Action item
Locate every line in the records below that holds the word "same" and return each one.

Supplied material
----------
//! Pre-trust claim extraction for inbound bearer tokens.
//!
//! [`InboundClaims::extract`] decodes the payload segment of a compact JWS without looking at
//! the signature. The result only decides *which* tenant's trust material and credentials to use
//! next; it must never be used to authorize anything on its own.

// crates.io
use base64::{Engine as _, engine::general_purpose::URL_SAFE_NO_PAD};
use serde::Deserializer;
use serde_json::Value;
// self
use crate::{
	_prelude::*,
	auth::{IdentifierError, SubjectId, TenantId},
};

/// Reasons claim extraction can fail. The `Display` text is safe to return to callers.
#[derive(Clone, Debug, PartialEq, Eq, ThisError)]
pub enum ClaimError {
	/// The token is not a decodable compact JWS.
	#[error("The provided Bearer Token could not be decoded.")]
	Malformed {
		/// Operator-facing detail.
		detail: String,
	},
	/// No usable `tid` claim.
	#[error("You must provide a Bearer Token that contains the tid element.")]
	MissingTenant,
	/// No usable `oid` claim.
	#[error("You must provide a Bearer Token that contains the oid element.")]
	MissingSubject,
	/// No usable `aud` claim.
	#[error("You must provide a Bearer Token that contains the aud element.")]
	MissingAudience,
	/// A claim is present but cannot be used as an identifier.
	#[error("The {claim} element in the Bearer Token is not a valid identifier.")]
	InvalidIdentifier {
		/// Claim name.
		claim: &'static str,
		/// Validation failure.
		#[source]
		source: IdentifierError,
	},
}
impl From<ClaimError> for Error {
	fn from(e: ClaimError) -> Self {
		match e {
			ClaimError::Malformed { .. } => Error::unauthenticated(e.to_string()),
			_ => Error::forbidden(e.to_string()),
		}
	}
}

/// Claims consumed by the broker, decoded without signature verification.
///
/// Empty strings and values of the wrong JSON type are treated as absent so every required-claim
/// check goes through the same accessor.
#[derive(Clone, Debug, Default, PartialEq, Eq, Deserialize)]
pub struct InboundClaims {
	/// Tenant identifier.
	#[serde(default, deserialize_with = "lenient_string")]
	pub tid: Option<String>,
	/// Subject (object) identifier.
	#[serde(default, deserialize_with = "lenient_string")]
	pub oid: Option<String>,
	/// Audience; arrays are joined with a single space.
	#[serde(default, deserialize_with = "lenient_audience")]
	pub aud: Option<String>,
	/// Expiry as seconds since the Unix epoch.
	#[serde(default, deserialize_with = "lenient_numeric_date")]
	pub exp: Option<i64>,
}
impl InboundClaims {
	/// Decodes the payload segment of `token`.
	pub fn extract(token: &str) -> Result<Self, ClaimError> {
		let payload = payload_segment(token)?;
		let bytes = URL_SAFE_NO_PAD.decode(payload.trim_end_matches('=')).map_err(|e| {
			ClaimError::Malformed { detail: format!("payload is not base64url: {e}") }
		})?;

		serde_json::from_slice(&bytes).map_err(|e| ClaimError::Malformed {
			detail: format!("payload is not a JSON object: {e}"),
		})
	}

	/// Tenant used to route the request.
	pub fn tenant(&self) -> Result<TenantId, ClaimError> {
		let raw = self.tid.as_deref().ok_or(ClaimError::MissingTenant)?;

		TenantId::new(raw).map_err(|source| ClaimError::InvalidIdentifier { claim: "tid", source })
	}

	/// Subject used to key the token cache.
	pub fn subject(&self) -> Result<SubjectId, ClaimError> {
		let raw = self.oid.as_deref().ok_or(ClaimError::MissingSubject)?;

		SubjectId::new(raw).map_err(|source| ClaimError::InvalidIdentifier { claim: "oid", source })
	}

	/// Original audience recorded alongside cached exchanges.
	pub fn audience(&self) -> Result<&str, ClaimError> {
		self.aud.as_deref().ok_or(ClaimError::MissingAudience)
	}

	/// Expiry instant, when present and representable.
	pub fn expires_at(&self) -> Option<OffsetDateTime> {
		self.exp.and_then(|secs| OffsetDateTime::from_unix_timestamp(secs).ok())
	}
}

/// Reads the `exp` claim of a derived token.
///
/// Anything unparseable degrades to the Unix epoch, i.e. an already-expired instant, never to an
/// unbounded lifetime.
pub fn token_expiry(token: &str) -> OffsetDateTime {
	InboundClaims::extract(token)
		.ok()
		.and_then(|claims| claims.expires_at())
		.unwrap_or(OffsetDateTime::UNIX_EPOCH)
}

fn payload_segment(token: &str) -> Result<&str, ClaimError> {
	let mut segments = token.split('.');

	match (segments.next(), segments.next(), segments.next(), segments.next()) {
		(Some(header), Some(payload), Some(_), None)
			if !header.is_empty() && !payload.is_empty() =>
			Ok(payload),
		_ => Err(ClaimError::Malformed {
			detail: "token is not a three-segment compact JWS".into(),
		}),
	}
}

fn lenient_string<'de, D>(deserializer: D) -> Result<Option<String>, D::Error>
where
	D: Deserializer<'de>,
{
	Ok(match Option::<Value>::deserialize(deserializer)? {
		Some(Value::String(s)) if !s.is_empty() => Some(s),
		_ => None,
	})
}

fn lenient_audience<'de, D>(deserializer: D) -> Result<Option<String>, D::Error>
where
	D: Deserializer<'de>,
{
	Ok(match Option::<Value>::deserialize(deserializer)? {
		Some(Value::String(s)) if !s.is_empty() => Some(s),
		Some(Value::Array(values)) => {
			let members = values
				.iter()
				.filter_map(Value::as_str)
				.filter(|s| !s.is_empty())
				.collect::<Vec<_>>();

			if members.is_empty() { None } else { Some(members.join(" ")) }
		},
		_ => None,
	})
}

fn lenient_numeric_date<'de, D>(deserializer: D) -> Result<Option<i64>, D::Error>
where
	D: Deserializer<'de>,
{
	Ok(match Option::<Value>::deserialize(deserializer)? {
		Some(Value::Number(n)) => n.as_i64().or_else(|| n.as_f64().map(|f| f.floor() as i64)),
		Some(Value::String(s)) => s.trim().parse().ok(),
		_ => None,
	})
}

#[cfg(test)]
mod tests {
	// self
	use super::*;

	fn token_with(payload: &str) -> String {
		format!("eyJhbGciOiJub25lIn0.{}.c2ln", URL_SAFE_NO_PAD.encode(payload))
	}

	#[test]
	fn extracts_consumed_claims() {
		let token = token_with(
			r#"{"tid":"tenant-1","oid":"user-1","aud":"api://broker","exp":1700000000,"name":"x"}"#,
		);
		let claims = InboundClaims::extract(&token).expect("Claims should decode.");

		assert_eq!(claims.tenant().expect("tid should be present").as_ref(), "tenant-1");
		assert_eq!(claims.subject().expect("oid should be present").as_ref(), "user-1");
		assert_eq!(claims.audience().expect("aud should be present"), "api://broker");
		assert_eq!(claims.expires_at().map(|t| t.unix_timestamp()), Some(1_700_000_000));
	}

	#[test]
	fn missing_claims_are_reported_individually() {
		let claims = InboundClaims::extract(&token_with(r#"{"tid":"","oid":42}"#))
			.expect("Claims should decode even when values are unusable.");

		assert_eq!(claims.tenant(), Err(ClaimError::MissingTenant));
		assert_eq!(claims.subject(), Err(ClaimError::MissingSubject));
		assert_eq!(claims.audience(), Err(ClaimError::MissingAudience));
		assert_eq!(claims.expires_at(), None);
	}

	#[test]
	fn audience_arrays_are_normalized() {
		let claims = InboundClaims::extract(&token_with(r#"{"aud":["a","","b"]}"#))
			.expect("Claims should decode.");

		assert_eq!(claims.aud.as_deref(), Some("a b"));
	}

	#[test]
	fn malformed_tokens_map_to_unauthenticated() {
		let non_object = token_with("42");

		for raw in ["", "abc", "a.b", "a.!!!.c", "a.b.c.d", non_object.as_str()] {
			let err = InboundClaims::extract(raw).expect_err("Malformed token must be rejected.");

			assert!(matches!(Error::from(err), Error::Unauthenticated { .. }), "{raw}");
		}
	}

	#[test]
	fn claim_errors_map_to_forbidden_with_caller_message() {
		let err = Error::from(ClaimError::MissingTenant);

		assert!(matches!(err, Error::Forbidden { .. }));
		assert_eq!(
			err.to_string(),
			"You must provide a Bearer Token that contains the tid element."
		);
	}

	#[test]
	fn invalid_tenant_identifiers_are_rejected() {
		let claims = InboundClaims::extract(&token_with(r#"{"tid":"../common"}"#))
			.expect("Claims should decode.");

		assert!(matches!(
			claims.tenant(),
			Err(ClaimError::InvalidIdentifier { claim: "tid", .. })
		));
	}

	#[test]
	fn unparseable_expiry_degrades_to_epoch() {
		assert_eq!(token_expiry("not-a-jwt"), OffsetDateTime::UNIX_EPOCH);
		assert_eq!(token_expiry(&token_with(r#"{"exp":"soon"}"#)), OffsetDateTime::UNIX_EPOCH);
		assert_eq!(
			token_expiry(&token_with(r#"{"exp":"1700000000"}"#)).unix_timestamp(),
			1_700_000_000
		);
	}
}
----------
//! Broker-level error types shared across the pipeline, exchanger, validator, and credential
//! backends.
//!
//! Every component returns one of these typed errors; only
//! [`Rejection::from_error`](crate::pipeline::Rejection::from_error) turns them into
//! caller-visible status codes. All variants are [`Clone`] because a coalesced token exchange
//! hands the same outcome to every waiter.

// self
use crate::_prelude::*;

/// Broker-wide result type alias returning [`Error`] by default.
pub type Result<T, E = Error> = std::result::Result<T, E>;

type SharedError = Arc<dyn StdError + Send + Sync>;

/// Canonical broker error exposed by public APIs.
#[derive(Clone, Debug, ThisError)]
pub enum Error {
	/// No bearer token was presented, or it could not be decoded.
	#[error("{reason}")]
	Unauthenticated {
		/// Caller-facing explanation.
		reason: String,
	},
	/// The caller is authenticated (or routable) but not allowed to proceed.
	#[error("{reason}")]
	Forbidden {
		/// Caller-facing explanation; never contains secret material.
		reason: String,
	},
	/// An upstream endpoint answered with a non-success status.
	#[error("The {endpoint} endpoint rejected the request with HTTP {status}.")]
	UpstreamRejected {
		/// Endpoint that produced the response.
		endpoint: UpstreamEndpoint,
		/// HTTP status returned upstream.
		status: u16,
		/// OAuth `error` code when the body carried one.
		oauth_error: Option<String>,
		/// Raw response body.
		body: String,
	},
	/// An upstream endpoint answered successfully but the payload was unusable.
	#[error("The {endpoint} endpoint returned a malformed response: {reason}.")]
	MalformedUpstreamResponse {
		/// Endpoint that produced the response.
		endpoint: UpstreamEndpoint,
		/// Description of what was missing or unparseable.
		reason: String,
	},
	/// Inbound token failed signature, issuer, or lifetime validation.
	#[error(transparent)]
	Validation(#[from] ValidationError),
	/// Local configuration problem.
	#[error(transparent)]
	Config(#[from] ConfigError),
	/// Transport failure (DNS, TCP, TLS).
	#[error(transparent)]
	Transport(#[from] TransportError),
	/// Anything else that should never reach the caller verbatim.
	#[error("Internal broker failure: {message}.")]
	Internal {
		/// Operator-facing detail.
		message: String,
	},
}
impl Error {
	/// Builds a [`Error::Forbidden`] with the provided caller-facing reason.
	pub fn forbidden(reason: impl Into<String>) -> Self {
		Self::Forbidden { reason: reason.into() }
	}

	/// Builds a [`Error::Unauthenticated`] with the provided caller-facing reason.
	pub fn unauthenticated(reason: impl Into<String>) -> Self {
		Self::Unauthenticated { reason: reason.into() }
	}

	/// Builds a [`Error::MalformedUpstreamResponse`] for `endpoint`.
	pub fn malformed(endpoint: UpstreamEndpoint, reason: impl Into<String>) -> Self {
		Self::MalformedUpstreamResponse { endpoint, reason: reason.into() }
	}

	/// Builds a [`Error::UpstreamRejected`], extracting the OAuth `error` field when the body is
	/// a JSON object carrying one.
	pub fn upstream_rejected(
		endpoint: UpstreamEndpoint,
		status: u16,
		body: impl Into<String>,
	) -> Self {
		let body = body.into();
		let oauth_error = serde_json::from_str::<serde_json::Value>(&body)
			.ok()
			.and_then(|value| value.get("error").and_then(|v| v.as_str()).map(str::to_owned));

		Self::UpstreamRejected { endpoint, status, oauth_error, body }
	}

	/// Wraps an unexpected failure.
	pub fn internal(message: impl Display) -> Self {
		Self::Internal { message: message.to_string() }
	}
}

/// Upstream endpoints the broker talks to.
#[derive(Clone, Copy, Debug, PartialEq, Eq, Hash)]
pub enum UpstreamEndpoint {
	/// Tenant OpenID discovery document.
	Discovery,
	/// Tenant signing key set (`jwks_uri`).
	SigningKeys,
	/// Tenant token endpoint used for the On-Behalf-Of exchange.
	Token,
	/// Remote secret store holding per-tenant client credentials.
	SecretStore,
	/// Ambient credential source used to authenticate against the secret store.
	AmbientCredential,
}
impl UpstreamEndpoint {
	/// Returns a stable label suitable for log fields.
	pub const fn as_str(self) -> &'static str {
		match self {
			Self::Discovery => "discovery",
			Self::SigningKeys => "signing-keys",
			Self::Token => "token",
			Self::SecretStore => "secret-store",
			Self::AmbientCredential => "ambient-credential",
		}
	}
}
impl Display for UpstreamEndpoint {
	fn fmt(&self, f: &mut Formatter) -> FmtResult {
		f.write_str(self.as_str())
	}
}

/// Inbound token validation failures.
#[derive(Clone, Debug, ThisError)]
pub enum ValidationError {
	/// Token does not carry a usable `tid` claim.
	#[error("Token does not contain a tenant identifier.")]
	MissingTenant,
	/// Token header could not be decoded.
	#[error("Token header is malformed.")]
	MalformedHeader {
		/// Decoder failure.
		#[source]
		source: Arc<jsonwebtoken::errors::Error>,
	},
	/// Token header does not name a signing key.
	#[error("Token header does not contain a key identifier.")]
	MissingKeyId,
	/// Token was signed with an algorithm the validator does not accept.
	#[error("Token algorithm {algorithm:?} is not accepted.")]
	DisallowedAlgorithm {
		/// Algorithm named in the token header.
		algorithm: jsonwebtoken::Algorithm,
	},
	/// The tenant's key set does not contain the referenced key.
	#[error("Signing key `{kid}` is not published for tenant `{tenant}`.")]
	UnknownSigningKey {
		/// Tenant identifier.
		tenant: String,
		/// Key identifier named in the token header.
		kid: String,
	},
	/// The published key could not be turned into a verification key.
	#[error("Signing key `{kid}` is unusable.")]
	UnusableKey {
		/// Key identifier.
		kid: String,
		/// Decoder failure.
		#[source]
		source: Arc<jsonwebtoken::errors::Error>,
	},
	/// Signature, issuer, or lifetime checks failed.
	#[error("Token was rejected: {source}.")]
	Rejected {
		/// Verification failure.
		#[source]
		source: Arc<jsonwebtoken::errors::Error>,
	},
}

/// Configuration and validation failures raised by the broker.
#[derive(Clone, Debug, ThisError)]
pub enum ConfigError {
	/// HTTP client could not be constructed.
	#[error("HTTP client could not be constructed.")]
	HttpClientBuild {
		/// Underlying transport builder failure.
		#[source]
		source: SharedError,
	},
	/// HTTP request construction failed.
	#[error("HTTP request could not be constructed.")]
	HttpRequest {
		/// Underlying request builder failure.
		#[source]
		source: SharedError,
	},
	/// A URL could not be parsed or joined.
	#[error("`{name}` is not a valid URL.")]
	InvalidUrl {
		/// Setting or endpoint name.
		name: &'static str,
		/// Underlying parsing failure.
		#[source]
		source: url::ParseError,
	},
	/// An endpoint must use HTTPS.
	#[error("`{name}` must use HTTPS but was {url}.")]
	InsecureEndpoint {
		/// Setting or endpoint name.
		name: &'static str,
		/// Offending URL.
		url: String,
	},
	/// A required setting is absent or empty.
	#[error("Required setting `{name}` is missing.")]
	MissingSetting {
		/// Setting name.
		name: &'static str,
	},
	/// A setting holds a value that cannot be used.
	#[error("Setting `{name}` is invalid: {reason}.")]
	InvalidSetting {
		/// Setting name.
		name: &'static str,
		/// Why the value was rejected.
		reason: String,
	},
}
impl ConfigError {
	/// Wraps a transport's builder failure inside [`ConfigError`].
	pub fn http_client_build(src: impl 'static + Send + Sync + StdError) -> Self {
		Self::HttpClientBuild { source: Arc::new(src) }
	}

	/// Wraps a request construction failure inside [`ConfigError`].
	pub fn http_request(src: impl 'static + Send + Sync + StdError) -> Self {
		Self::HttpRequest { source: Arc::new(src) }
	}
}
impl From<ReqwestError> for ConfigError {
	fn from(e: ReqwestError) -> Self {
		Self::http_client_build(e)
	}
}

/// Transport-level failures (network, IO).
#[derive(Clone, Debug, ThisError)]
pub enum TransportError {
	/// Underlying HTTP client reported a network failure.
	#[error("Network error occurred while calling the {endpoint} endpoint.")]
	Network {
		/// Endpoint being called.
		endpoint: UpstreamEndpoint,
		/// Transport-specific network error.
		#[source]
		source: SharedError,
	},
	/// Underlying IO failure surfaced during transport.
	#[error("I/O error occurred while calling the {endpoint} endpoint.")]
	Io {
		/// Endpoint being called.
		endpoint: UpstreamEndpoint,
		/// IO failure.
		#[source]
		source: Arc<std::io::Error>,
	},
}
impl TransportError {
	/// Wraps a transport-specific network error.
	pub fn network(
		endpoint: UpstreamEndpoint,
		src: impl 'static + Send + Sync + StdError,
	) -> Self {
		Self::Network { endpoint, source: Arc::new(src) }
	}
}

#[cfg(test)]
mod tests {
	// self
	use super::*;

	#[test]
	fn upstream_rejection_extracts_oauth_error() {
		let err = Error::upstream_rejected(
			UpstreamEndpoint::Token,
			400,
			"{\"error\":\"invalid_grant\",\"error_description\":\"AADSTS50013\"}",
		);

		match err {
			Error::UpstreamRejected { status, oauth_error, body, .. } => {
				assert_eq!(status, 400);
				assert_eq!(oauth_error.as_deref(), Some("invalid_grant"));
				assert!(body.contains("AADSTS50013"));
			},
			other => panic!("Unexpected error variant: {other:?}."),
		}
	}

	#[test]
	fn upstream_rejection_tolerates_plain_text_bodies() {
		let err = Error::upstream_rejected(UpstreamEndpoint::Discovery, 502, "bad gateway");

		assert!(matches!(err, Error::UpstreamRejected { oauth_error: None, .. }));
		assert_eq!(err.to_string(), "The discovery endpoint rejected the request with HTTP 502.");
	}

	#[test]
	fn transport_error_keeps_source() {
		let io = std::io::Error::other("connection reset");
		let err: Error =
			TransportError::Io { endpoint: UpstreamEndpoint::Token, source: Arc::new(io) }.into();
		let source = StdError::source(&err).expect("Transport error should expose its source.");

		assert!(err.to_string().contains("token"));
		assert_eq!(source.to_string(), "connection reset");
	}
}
----------
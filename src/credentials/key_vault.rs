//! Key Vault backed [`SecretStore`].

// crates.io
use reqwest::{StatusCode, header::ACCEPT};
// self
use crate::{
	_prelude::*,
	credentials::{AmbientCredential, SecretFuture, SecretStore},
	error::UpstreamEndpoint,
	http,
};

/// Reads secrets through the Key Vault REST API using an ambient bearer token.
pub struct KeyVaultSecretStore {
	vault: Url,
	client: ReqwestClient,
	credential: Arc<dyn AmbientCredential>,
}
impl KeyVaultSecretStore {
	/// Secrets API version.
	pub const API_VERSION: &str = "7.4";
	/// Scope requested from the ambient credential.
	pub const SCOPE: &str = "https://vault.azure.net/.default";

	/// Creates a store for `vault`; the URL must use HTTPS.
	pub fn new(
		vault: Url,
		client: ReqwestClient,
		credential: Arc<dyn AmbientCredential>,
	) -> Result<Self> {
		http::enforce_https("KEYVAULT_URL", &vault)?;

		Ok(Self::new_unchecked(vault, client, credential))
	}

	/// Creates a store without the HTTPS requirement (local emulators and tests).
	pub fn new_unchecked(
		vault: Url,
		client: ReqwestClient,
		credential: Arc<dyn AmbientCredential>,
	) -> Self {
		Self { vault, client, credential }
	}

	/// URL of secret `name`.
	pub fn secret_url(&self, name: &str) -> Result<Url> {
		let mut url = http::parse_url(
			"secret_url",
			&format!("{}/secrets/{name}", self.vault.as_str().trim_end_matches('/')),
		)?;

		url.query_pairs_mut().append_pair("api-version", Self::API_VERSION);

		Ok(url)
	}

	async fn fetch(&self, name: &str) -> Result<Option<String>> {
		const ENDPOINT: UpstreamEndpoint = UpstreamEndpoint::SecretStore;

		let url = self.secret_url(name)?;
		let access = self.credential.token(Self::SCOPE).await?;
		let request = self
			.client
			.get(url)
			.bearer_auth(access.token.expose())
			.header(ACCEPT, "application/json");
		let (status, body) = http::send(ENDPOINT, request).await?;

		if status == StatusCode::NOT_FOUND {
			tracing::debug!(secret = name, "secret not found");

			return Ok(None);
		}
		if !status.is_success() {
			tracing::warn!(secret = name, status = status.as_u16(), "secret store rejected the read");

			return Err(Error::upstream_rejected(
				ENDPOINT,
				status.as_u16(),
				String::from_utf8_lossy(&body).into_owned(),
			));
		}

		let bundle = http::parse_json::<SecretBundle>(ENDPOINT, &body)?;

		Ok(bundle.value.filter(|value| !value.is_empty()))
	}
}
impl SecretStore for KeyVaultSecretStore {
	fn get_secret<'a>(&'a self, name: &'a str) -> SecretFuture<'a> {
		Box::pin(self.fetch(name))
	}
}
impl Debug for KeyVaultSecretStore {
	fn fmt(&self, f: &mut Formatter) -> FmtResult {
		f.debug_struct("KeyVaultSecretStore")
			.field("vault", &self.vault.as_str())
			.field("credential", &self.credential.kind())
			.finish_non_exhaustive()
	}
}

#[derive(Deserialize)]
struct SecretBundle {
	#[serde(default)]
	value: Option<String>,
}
----------
Response
/// check goes through the same accessor.
//! hands the same outcome to every waiter.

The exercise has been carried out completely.